Hi Maciek,

I tried this today, and the trouble is that the erg fingerprints are neither 
sparse nor explicit rdkit bitvectors, but are represented as numpy arrays. As 
such they cannot even be used by current similarity functions in RDkit like 
Tanimoto similarity or other.

The only example I found on how to compare two erg fingerprints is the post by 
iwatobipen here:
https://iwatobipen.wordpress.com/2016/01/16/ergfingerprint-in-rdkit/
[https://iwatobipen.files.wordpress.com/2016/01/screen-shot-2016-01-16-at-10-19-47-pm.png]<https://iwatobipen.wordpress.com/2016/01/16/ergfingerprint-in-rdkit/>
ErGFingerprint in RDKit | Is life worth 
living?<https://iwatobipen.wordpress.com/2016/01/16/ergfingerprint-in-rdkit/>
Sometime, medicinal Chemists think about scaffold hopping approach in drug 
discovery project to overcome their issue. When I think about scaffold hopping, 
I consider about what's key interaction of molecule and protein. It's called 
pharmacophore. And also hopping approach is used me too approach to find 
another IP space. BTW, In 2006, researchers in Lilly…
iwatobipen.wordpress.com


Is there any documentation along those lines somewhere? The way I understand it 
 right now my options are:

  *   serialize numpy arrays to register them as binary to a postgresql database
     *   how to compare them in pgsql then?
  *   find a way / means to transform the numpy array into a sparse or explicit 
bitvector (would that make sense at all?)
  *   or just consider exact matches for erg fp's and do not integrate any 
similarity metric

Thanks in advance for ideas 😉

Peter





________________________________
From: Maciek Wójcikowski <mac...@wojcikowski.pl>
Sent: Tuesday, December 17, 2019 20:18
To: Peter Schmidtke <peter.schmid...@discngine.com>
Cc: RDKit Discuss <rdkit-discuss@lists.sourceforge.net>
Subject: Re: [Rdkit-discuss] reduced graphs fingerprints in postgresql cartridge

While creating more detailed answer for you I stumbled upon very useful 
blogpost by Greg 
https://rdkit.blogspot.com/2017/04/using-custom-fingerprint-in-postgresql.html 
which explains in detail how custom fingerprints can be handled.
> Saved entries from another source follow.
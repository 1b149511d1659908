//! 管理画面：設定ガイド、設定編集バッファ、テスト送信パネル。

use anyhow::Result;

use crate::{
    config::{Config, PUBLIC_KEY_PLACEHOLDER},
    mailer::{confirmation_template_variables, request_template_variables},
};

/// EmailJSダッシュボードのURL。
pub const DASHBOARD_URL: &str = "https://dashboard.emailjs.com/admin";

/// テスト失敗時に示すよくある原因。
pub const COMMON_ISSUES: [&str; 5] = [
    "Invalid Service ID or Template ID",
    "Template variables don't match",
    "EmailJS service is not active",
    "Public key is incorrect",
    "Email service provider authentication failed",
];

/// テスト送信パネルの状態。
#[derive(Clone, Debug, PartialEq, Eq, Default)]
pub enum TestPanel {
    #[default]
    Idle,
    /// 送信中（ボタン無効）。
    Testing,
    /// 成功（プロバイダ応答付き）。
    Passed(String),
    /// 失敗（プロバイダの詳細付き）。
    Failed { error: String },
}

impl TestPanel {
    /// パネルに表示する行。
    pub fn lines(&self) -> Vec<String> {
        match self {
            TestPanel::Idle => vec!["Use this panel to test your EmailJS configuration.".into()],
            TestPanel::Testing => vec!["Testing...".into()],
            TestPanel::Passed(resp) => vec![
                "Test Successful!".into(),
                "EmailJS is configured correctly and can send emails.".into(),
                format!("Provider answered: {resp}"),
            ],
            TestPanel::Failed { error } => {
                let error = if error.trim().is_empty() {
                    "Unknown error"
                } else {
                    error.as_str()
                };
                let mut lines = vec![
                    "Test Failed".to_string(),
                    format!("Error: {error}"),
                    String::new(),
                    "Common issues:".to_string(),
                ];
                lines.extend(COMMON_ISSUES.iter().map(|s| format!("  • {s}")));
                lines
            }
        }
    }
}

/// 管理画面で編集できる設定項目。
#[derive(Clone, Copy, Debug, PartialEq, Eq)]
pub enum SettingsField {
    PublicKey,
    PrivateKey,
    ServiceId,
    RequestTemplate,
    ConfirmationTemplate,
    TestTemplate,
    BusinessEmail,
}

impl SettingsField {
    /// 表示順。
    pub const ALL: [SettingsField; 7] = [
        SettingsField::PublicKey,
        SettingsField::PrivateKey,
        SettingsField::ServiceId,
        SettingsField::RequestTemplate,
        SettingsField::ConfirmationTemplate,
        SettingsField::TestTemplate,
        SettingsField::BusinessEmail,
    ];

    pub fn label(self) -> &'static str {
        match self {
            SettingsField::PublicKey => "Public key",
            SettingsField::PrivateKey => "Private key",
            SettingsField::ServiceId => "Service ID",
            SettingsField::RequestTemplate => "Request template ID",
            SettingsField::ConfirmationTemplate => "Confirmation template ID",
            SettingsField::TestTemplate => "Test template ID",
            SettingsField::BusinessEmail => "Business inbox",
        }
    }

    /// 秘密値は画面上で伏せる。
    pub fn is_secret(self) -> bool {
        self == SettingsField::PrivateKey
    }
}

/// 設定編集用のバッファ。保存するまでConfigへは反映しない。
#[derive(Clone, Debug, PartialEq, Eq)]
pub struct SettingsDraft {
    pub public_key: String,
    pub private_key: String,
    pub service_id: String,
    pub request_template_id: String,
    pub confirmation_template_id: String,
    pub test_template_id: String,
    pub to_email: String,
}

impl SettingsDraft {
    /// 現在の設定値からバッファを作る。
    pub fn from_config(cfg: &Config) -> Self {
        Self {
            public_key: cfg.provider.public_key.clone(),
            private_key: cfg.provider.private_key.clone(),
            service_id: cfg.provider.service_id.clone(),
            request_template_id: cfg.provider.request_template_id.clone(),
            confirmation_template_id: cfg.provider.confirmation_template_id.clone(),
            test_template_id: cfg.provider.test_template_id.clone(),
            to_email: cfg.business.to_email.clone(),
        }
    }

    pub fn get(&self, field: SettingsField) -> &str {
        match field {
            SettingsField::PublicKey => &self.public_key,
            SettingsField::PrivateKey => &self.private_key,
            SettingsField::ServiceId => &self.service_id,
            SettingsField::RequestTemplate => &self.request_template_id,
            SettingsField::ConfirmationTemplate => &self.confirmation_template_id,
            SettingsField::TestTemplate => &self.test_template_id,
            SettingsField::BusinessEmail => &self.to_email,
        }
    }

    /// 前後の空白は落として保持する。
    pub fn set(&mut self, field: SettingsField, value: String) {
        let value = value.trim().to_string();
        let slot = match field {
            SettingsField::PublicKey => &mut self.public_key,
            SettingsField::PrivateKey => &mut self.private_key,
            SettingsField::ServiceId => &mut self.service_id,
            SettingsField::RequestTemplate => &mut self.request_template_id,
            SettingsField::ConfirmationTemplate => &mut self.confirmation_template_id,
            SettingsField::TestTemplate => &mut self.test_template_id,
            SettingsField::BusinessEmail => &mut self.to_email,
        };
        *slot = value;
    }

    /// バッファの内容をConfigへ書き戻す。
    pub fn apply(&self, cfg: &mut Config) {
        cfg.provider.public_key = self.public_key.clone();
        cfg.provider.private_key = self.private_key.clone();
        cfg.provider.service_id = self.service_id.clone();
        cfg.provider.request_template_id = self.request_template_id.clone();
        cfg.provider.confirmation_template_id = self.confirmation_template_id.clone();
        cfg.provider.test_template_id = self.test_template_id.clone();
        cfg.business.to_email = self.to_email.clone();
    }

    /// 表示用の値（秘密値は末尾4文字以外を伏せる）。
    pub fn display(&self, field: SettingsField) -> String {
        let v = self.get(field);
        if v.is_empty() {
            return "(not set)".into();
        }
        if field.is_secret() {
            let n = v.chars().count();
            let tail: String = v.chars().skip(n.saturating_sub(4)).collect();
            return format!("{}{}", "*".repeat(n.saturating_sub(4)), tail);
        }
        v.to_string()
    }
}

/// 管理画面の状態。
#[derive(Clone, Debug)]
pub struct AdminState {
    /// 編集バッファ。
    pub draft: SettingsDraft,
    /// 選択中の設定項目。
    pub selected: usize,
    /// テスト送信パネル。
    pub test: TestPanel,
}

impl AdminState {
    pub fn new(cfg: &Config) -> Self {
        Self {
            draft: SettingsDraft::from_config(cfg),
            selected: 0,
            test: TestPanel::default(),
        }
    }

    pub fn selected_field(&self) -> SettingsField {
        SettingsField::ALL[self.selected % SettingsField::ALL.len()]
    }

    pub fn select_next(&mut self) {
        self.selected = (self.selected + 1) % SettingsField::ALL.len();
    }

    pub fn select_prev(&mut self) {
        let n = SettingsField::ALL.len();
        self.selected = (self.selected + n - 1) % n;
    }

    /// 編集を破棄して設定値から読み直す。
    pub fn reload(&mut self, cfg: &Config) {
        self.draft = SettingsDraft::from_config(cfg);
    }

    /// テスト開始。送信中なら何もせずfalse。
    pub fn begin_test(&mut self) -> bool {
        if self.test == TestPanel::Testing {
            return false;
        }
        self.test = TestPanel::Testing;
        true
    }

    /// テスト結果を反映する。
    pub fn finish_test(&mut self, res: Result<String, String>) {
        self.test = match res {
            Ok(resp) => TestPanel::Passed(resp),
            Err(error) => TestPanel::Failed { error },
        };
    }
}

/// 現在の設定から設定ガイドを組み立てる。
pub fn config_guide(cfg: &Config) -> Vec<String> {
    let p = &cfg.provider;
    let key_state = if p.is_configured() {
        "configured"
    } else if p.public_key.trim() == PUBLIC_KEY_PLACEHOLDER {
        "still the placeholder"
    } else {
        "missing"
    };
    let mut lines = vec![
        "EmailJS Configuration Guide".to_string(),
        String::new(),
        "1. Create an EmailJS account at https://www.emailjs.com".to_string(),
        format!(
            "2. Add an email service (Gmail, Outlook, ...) with ID `{}`",
            p.service_id
        ),
        format!(
            "3. Create the refund request template `{}` using:",
            p.request_template_id
        ),
    ];
    lines.push(format!("     {}", request_template_variables().join(", ")));
    lines.push(format!(
        "   and the customer confirmation template `{}` using:",
        p.confirmation_template_id
    ));
    lines.push(format!("     {}", confirmation_template_variables().join(", ")));
    lines.push(format!(
        "4. Put your public key into config.toml [provider] (currently {key_state})"
    ));
    lines.push(String::new());
    lines.push(format!("Requests are delivered to {}.", cfg.business.to_email));
    lines.push(
        "After setup, run the test send below, then submit a test refund request and check both inboxes."
            .to_string(),
    );
    lines
}

/// 既定のブラウザでダッシュボードを開く。
pub fn open_dashboard() -> Result<()> {
    tracing::info!("opening {DASHBOARD_URL}");
    webbrowser::open(DASHBOARD_URL)?;
    Ok(())
}

#[cfg(test)]
mod tests {
    use super::*;

    #[test]
    fn test_guide_reflects_live_config() {
        let mut cfg = Config::default();
        cfg.provider.service_id = "service_custom".into();
        let guide = config_guide(&cfg);
        assert!(guide.iter().any(|l| l.contains("service_custom")));
        assert!(guide.iter().any(|l| l.contains("placeholder")));
        assert!(guide.iter().any(|l| l.contains("refund_reason")));

        cfg.provider.public_key = "pk_live".into();
        assert!(config_guide(&cfg).iter().any(|l| l.contains("(currently configured)")));
    }

    #[test]
    fn test_draft_apply_round_trip() {
        let mut cfg = Config::default();
        let mut admin = AdminState::new(&cfg);
        admin.draft.set(SettingsField::PublicKey, "  pk_123 ".into());
        admin.draft.set(SettingsField::BusinessEmail, "ops@example.com".into());
        admin.draft.apply(&mut cfg);
        assert_eq!(cfg.provider.public_key, "pk_123");
        assert_eq!(cfg.business.to_email, "ops@example.com");

        admin.draft.set(SettingsField::ServiceId, "other".into());
        admin.reload(&cfg);
        assert_eq!(admin.draft.service_id, cfg.provider.service_id);
    }

    #[test]
    fn test_secret_is_masked() {
        let mut draft = SettingsDraft::from_config(&Config::default());
        draft.set(SettingsField::PrivateKey, "secret1234".into());
        assert_eq!(draft.display(SettingsField::PrivateKey), "******1234");
        draft.set(SettingsField::PrivateKey, String::new());
        assert_eq!(draft.display(SettingsField::PrivateKey), "(not set)");
    }

    #[test]
    fn test_panel_flow() {
        let mut admin = AdminState::new(&Config::default());
        assert!(admin.begin_test());
        assert!(!admin.begin_test());
        admin.finish_test(Err("The Public Key is invalid".into()));
        let lines = admin.test.lines();
        assert_eq!(lines[0], "Test Failed");
        assert!(lines.iter().any(|l| l.contains("Public key is incorrect")));
        assert!(admin.begin_test());
        admin.finish_test(Ok("200 OK".into()));
        assert!(matches!(admin.test, TestPanel::Passed(_)));
    }

    #[test]
    fn test_selection_wraps() {
        let mut admin = AdminState::new(&Config::default());
        admin.select_prev();
        assert_eq!(admin.selected_field(), SettingsField::BusinessEmail);
        admin.select_next();
        assert_eq!(admin.selected_field(), SettingsField::PublicKey);
    }
}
Both Tanimoto and Dice are supported for any sfp/bfp.
----
Pozdrawiam,  |  Best regards,
Maciek Wójcikowski
mac...@wojcikowski.pl<mailto:mac...@wojcikowski.pl>


wt., 17 gru 2019 o 18:38 Maciek Wójcikowski 
<mac...@wojcikowski.pl<mailto:mac...@wojcikowski.pl>> napisał(a):
Hi Peter,

You can index any binary fingerprint (both sparse and explicit). Also, you can 
create any custom fp in python and pass it over to postgresql. That said, I 
have not managed to transfer a sparse one from python to postgres, only the 
explicit.

Best,
Maciek

wt., 17 gru 2019, 13:00 użytkownik Peter Schmidtke 
<peter.schmid...@discngine.com<mailto:peter.schmid...@discngine.com>> napisał:
Hi all,

is it possible to index the reduced graphs fingerprints in the pgsql cartridge 
as well? From my understanding the fingerprint provided by rdkit isn’t exactly 
in the same format as for standard morgan fingerprints.
Would this work anyhow? if yes with which similarity functions in pgsql? 
Anybody ever tried this and has a bit of documentation?